Engineering and Technology
A solar energy desalination analysis tool, sedat, with data and models for selecting technologies and regions
V. Fthenakis, G. Yetman, et al.
Discover sedat, an innovative open-source tool for evaluating solar-powered desalination technologies and optimizing regional selections. This research, conducted by Vasilis Fthenakis, Gregory Yetman, Zhuoran Zhang, John Squires, Adam A. Atia, Diego-César Alarcón-Padilla, Patricia Palenzuela, Vikas Vicraman, and Guillermo Zaragoza, delves into GIS data integration with real-time modeling for enhanced water production and energy generation insights.

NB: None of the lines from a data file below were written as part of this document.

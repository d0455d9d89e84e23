//! Stratadoc - embedded document store over SQLite JSON
//!
//! Typed documents are stored as JSON text in a single SQLite table, one
//! logical collection per name, and queried with predicates that are
//! translated into `json_extract` clauses.
//!
//! # Quick Start
//!
//! ```
//! use serde::{Deserialize, Serialize};
//! use stratadoc::{field, Database, DocumentId, Document};
//!
//! #[derive(Serialize, Deserialize)]
//! struct Person {
//!     #[serde(default)]
//!     id: DocumentId,
//!     name: String,
//!     age: i64,
//! }
//!
//! impl Document for Person {
//!     fn id(&self) -> DocumentId {
//!         self.id
//!     }
//!     fn set_id(&mut self, id: DocumentId) {
//!         self.id = id;
//!     }
//! }
//!
//! let db = Database::open_in_memory()?;
//! let people = db.collection::<Person>("people")?;
//! people.insert(&mut Person { id: DocumentId::default(), name: "Alice".into(), age: 30 }, None)?;
//! people.insert(&mut Person { id: DocumentId::default(), name: "Bob".into(), age: 25 }, None)?;
//!
//! assert_eq!(people.count(&field("age").eq(30), None)?, 1);
//! # Ok::<(), stratadoc::Error>(())
//! ```
//!
//! # Architecture
//!
//! - [`stratadoc_core`]: ids, field paths, naming, limits, errors
//! - [`stratadoc_query`]: predicate AST, text parser, SQL translation
//! - [`stratadoc_engine`]: database handle, catalog, indexes, collections

pub use stratadoc_core::*;
pub use stratadoc_engine::*;
pub use stratadoc_query::*;
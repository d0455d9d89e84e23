//! Field naming rules shared by the serializer and the translator
//!
//! The serializer decides how a struct field is spelled inside the payload.
//! The translator has to spell the same field the same way when it renders a
//! JSON path, otherwise predicates silently match nothing. Both sides take
//! their rule from [`FieldNaming`].
//!
//! [`FieldNaming::CamelCase`] reproduces serde's `rename_all = "camelCase"`
//! transform character for character: underscores are removed, the
//! character after an underscore is upper-cased, and the first character is
//! lower-cased. `created_at` and `CreatedAt` both become `createdAt`.

use crate::path::{FieldPath, PathSegment};
use serde::{Deserialize, Serialize};

/// How field names are spelled in stored payloads
#[derive(Debug, Clone, Copy, PartialEq, Eq, Hash, Default, Serialize, Deserialize)]
#[serde(rename_all = "snake_case")]
pub enum FieldNaming {
    /// Names are stored exactly as written
    AsIs,
    /// serde `camelCase` rule
    #[default]
    CamelCase,
}

impl FieldNaming {
    /// Apply the rule to one field name
    pub fn apply(&self, name: &str) -> String {
        match self {
            FieldNaming::AsIs => name.to_string(),
            FieldNaming::CamelCase => to_camel_case(name),
        }
    }

    /// Apply the rule to every key segment of a path
    ///
    /// Index segments are kept unchanged.
    pub fn apply_path(&self, path: &FieldPath) -> Vec<PathSegment> {
        path.segments()
            .iter()
            .map(|segment| match segment {
                PathSegment::Key(k) => PathSegment::Key(self.apply(k)),
                PathSegment::Index(i) => PathSegment::Index(*i),
            })
            .collect()
    }
}

fn to_pascal_case(name: &str) -> String {
    let mut pascal = String::with_capacity(name.len());
    let mut capitalize = true;
    for ch in name.chars() {
        if ch == '_' {
            capitalize = true;
        } else if capitalize {
            pascal.push(ch.to_ascii_uppercase());
            capitalize = false;
        } else {
            pascal.push(ch);
        }
    }
    pascal
}

fn to_camel_case(name: &str) -> String {
    let pascal = to_pascal_case(name);
    let mut chars = pascal.chars();
    match chars.next() {
        Some(first) => first.to_ascii_lowercase().to_string() + chars.as_str(),
        None => pascal,
    }
}
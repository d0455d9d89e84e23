//! Relational schema for collections, documents and index metadata
//!
//! Created idempotently on every open. `user_version` records the layout so
//! a future change can tell old files apart.

use rusqlite::Connection;
use stratadoc_core::{Error, Result};
use tracing::debug;

/// Layout version stored in `PRAGMA user_version`
pub const SCHEMA_VERSION: i64 = 1;

/// Collection registry
pub const COLLECTIONS_TABLE: &str = "sd_collections";
/// Document rows
pub const DOCUMENTS_TABLE: &str = "sd_documents";
/// Index metadata
pub const INDEXES_TABLE: &str = "sd_indexes";

const DDL: &str = r#"
CREATE TABLE IF NOT EXISTS sd_collections (
    id INTEGER PRIMARY KEY AUTOINCREMENT,
    name TEXT NOT NULL UNIQUE,
    created_at TEXT NOT NULL
);
CREATE TABLE IF NOT EXISTS sd_documents (
    collection_id INTEGER NOT NULL REFERENCES sd_collections(id) ON DELETE CASCADE,
    doc_id TEXT NOT NULL,
    data TEXT NOT NULL,
    created_at TEXT NOT NULL,
    updated_at TEXT NOT NULL,
    version INTEGER NOT NULL DEFAULT 1,
    PRIMARY KEY (collection_id, doc_id)
);
CREATE TABLE IF NOT EXISTS sd_indexes (
    collection_id INTEGER NOT NULL REFERENCES sd_collections(id) ON DELETE CASCADE,
    name TEXT NOT NULL,
    native_name TEXT NOT NULL,
    field_path TEXT NOT NULL,
    is_unique INTEGER NOT NULL,
    is_sparse INTEGER NOT NULL,
    created_at TEXT NOT NULL,
    PRIMARY KEY (collection_id, name)
);
"#;

/// Create the tables if absent and stamp the layout version.
///
/// # Errors
///
/// `Error::Config` if the file was written by a newer layout.
pub fn ensure(conn: &Connection) -> Result<()> {
    let found: i64 = conn
        .pragma_query_value(None, "user_version", |row| row.get(0))
        .map_err(Error::storage)?;
    if found > SCHEMA_VERSION {
        return Err(Error::Config(format!(
            "database schema version {} is newer than supported version {}",
            found, SCHEMA_VERSION
        )));
    }

    conn.execute_batch(DDL).map_err(Error::storage)?;
    if found < SCHEMA_VERSION {
        conn.pragma_update(None, "user_version", SCHEMA_VERSION)
            .map_err(Error::storage)?;
        debug!(target: "stratadoc::db", from = found, to = SCHEMA_VERSION, "schema initialized");
    }
    Ok(())
}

~3 min • Beginner • English
Introduction
Producing fresh water via desalination is essential for arid, water-scarce regions, but it is expensive and energy-intensive. Energy costs are a significant contributor, and fossil-fueled desalination emits greenhouse gases and other pollutants. Recent cost reductions and technological advances in solar energy create opportunities for low-cost, emission-free desalination. This paper discusses the development of sedat, a user-friendly, open-source software enabling comparative evaluation of solar desalination technology options and geospatial identification of high-potential regions for solar thermal desalination. Sedat integrates geospatial analysis with an energy and desalination technology modeling framework describing current and emerging processes at industrial scales. Its use enables streamlined identification of locations where solar thermal desalination can be most competitive and system-level simulation and optimization of solar energy–desalination integration. The tool aggregates diverse data layers—solar and saline water resources, infrastructure, regulatory contexts, and cost/price inputs—into one GUI for desktop/laptop use. Users can supply alternative or proprietary datasets through the GUI. A web interface supports quick visualization and simple calculations; a desktop application integrates comprehensive techno-economic models (leveraging NREL SAM CSP models and CIEMAT-PSA thermal desalination models). Sedat’s modular architecture supports expansion, providing default parameters for technical design and cost, quantifying performance and listing assumptions that users can modify. Technology suggestions are based mainly on saline water TDS, levelized cost of water (LCOW), product purity, and target brine concentration. Desalination models include LT-MED, MED-TVC, MED-ABS, VAGMD (continuous and batch), RO (multi-pass), OARO, FO, and hybrids (RO-VAGMD, RO-FO). The workflow proceeds from site selection, model selection (solar, desalination, financial), to simulations with time-series outputs.
Literature Review
Methodology
The development of sedat followed four major steps: (1) compilation of geospatial resource databases and map layers; (2) creation of software modules (open-source libraries) to assemble, transform, and pass geospatial data to techno-economic models; (3) development of GUI components for selecting solar/desalination/financial models and inputs; (4) development of modules to display model outputs and identify locations where desalinated water costs undercut local tariffs, with exportable CSV tables.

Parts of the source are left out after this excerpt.